Preacher Smith was afraid of his dreams.

The boy came out of the house and watched him run the spit through the rabbit and lay it across the fire. He was wearing the pants, which quit above his ankles, and the shirt. He nearly filled the shirt out; the boy was bigger than the preacher had thought.

The boy watched everything the preacher did. "You never prepared a rabbit before?" he said. The boy squatted on his heels to get a closer look, but he didn't answer. Something in that posture was familiar and bad. "Well," the preacher said, "there isn't nothing to it. You kill the animal, gut it, skin it, then you burn it." He pointed to the rabbit's skin—still attached to the head—that was lying on the ground. The boy looked at it, without interest.

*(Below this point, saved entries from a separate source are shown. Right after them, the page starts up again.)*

// SPDX-License-Identifier: MPL-2.0
//! Selection state for the photo preview session.
//!
//! The page owning a photo collection holds one `PhotoNavigator` as the
//! single source of truth for "which photo is focused". The preview
//! component itself is fully controlled: it only reads the selection and
//! requests changes, which land here.
//!
//! A session is either closed (`selected() == None`) or open on a valid
//! index; navigation wraps around both ends of the collection.

/// Tracks the focused photo within a collection of known size.
#[derive(Debug, Clone, Default, PartialEq, Eq)]
pub struct PhotoNavigator {
    count: usize,
    selected: Option<usize>,
}

impl PhotoNavigator {
    /// Creates a navigator over an empty collection, with no session open.
    pub fn new() -> Self {
        Self::default()
    }

    /// Updates the collection size after a listing refresh.
    ///
    /// An open session keeps its position when still valid; it closes when
    /// the collection shrank past it or emptied.
    pub fn set_count(&mut self, count: usize) {
        self.count = count;
        if let Some(index) = self.selected {
            if index >= count {
                self.selected = None;
            }
        }
    }

    pub fn count(&self) -> usize {
        self.count
    }

    /// The focused index, when a session is open.
    pub fn selected(&self) -> Option<usize> {
        self.selected
    }

    pub fn is_open(&self) -> bool {
        self.selected.is_some()
    }

    /// Opens a session on `index`. Refused (returns `false`) for an empty
    /// collection or an out-of-range index.
    pub fn open(&mut self, index: usize) -> bool {
        if index < self.count {
            self.selected = Some(index);
            true
        } else {
            false
        }
    }

    /// Closes the session. No selection state survives a close.
    pub fn close(&mut self) {
        self.selected = None;
    }

    /// Moves to the next photo, wrapping from the last back to the first.
    pub fn next(&mut self) -> Option<usize> {
        let index = self.selected?;
        let next = if index + 1 >= self.count { 0 } else { index + 1 };
        self.selected = Some(next);
        Some(next)
    }

    /// Moves to the previous photo, wrapping from the first to the last.
    pub fn previous(&mut self) -> Option<usize> {
        let index = self.selected?;
        let previous = if index == 0 { self.count - 1 } else { index - 1 };
        self.selected = Some(previous);
        Some(previous)
    }
}
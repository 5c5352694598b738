// SPDX-License-Identifier: MPL-2.0
//! Library sidebar: app name, tab switcher, signed-in user, logout.

use crate::ui::theme::{self, palette, spacing, typography};
use iced::widget::{button, Column, Container, Space, Text};
use iced::{Element, Length};

/// Which library tab is active.
#[derive(Debug, Clone, Copy, PartialEq, Eq, Default)]
pub enum Tab {
    #[default]
    Photos,
    Albums,
}

#[derive(Debug, Clone, Copy)]
pub enum Message {
    TabSelected(Tab),
    LogoutPressed,
}

pub fn view<'a>(active: Tab, username: Option<&'a str>) -> Element<'a, Message> {
    let tab = |label: &'static str, tab: Tab| {
        let text = if active == tab {
            Text::new(label).size(typography::BODY).color(palette::PRIMARY_500)
        } else {
            Text::new(label).size(typography::BODY)
        };
        button(text)
            .width(Length::Fill)
            .style(theme::text_button)
            .on_press(Message::TabSelected(tab))
    };

    let mut column = Column::new()
        .spacing(spacing::SM)
        .padding(spacing::MD)
        .width(Length::Fixed(180.0))
        .push(Text::new("Lazy Photos").size(typography::TITLE_MD))
        .push(Space::new().width(Length::Shrink).height(Length::Fixed(spacing::MD)))
        .push(tab("Photos", Tab::Photos))
        .push(tab("Albums", Tab::Albums))
        .push(Space::new().width(Length::Shrink).height(Length::Fill));

    if let Some(username) = username {
        column = column.push(
            Text::new(username.to_string())
                .size(typography::CAPTION)
                .color(palette::GRAY_400),
        );
    }
    column = column.push(
        button(Text::new("Logout").size(typography::CAPTION))
            .style(theme::text_button)
            .on_press(Message::LogoutPressed),
    );

    Container::new(column).height(Length::Fill).into()
}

"You put the stick through, front to back, and lay it over a fire," the preacher said. "When the meat pulls off, it's done . . ." He looked across the fire at the boy. He had intelligence; the preacher wondered how he had stayed so innocent. "You never did any of this before?" he said.

The boy slept innocent and peaceful on blankets on the floor of the cabin, the preacher kept the bed. His own sleep was interrupted by frightening dreams he could not remember after they woke him up.

It came to him early in the morning that the boy was intended to be his disciple. That God was ready to speak through his mouth, and the boy was there to learn the words, and then teach them to others.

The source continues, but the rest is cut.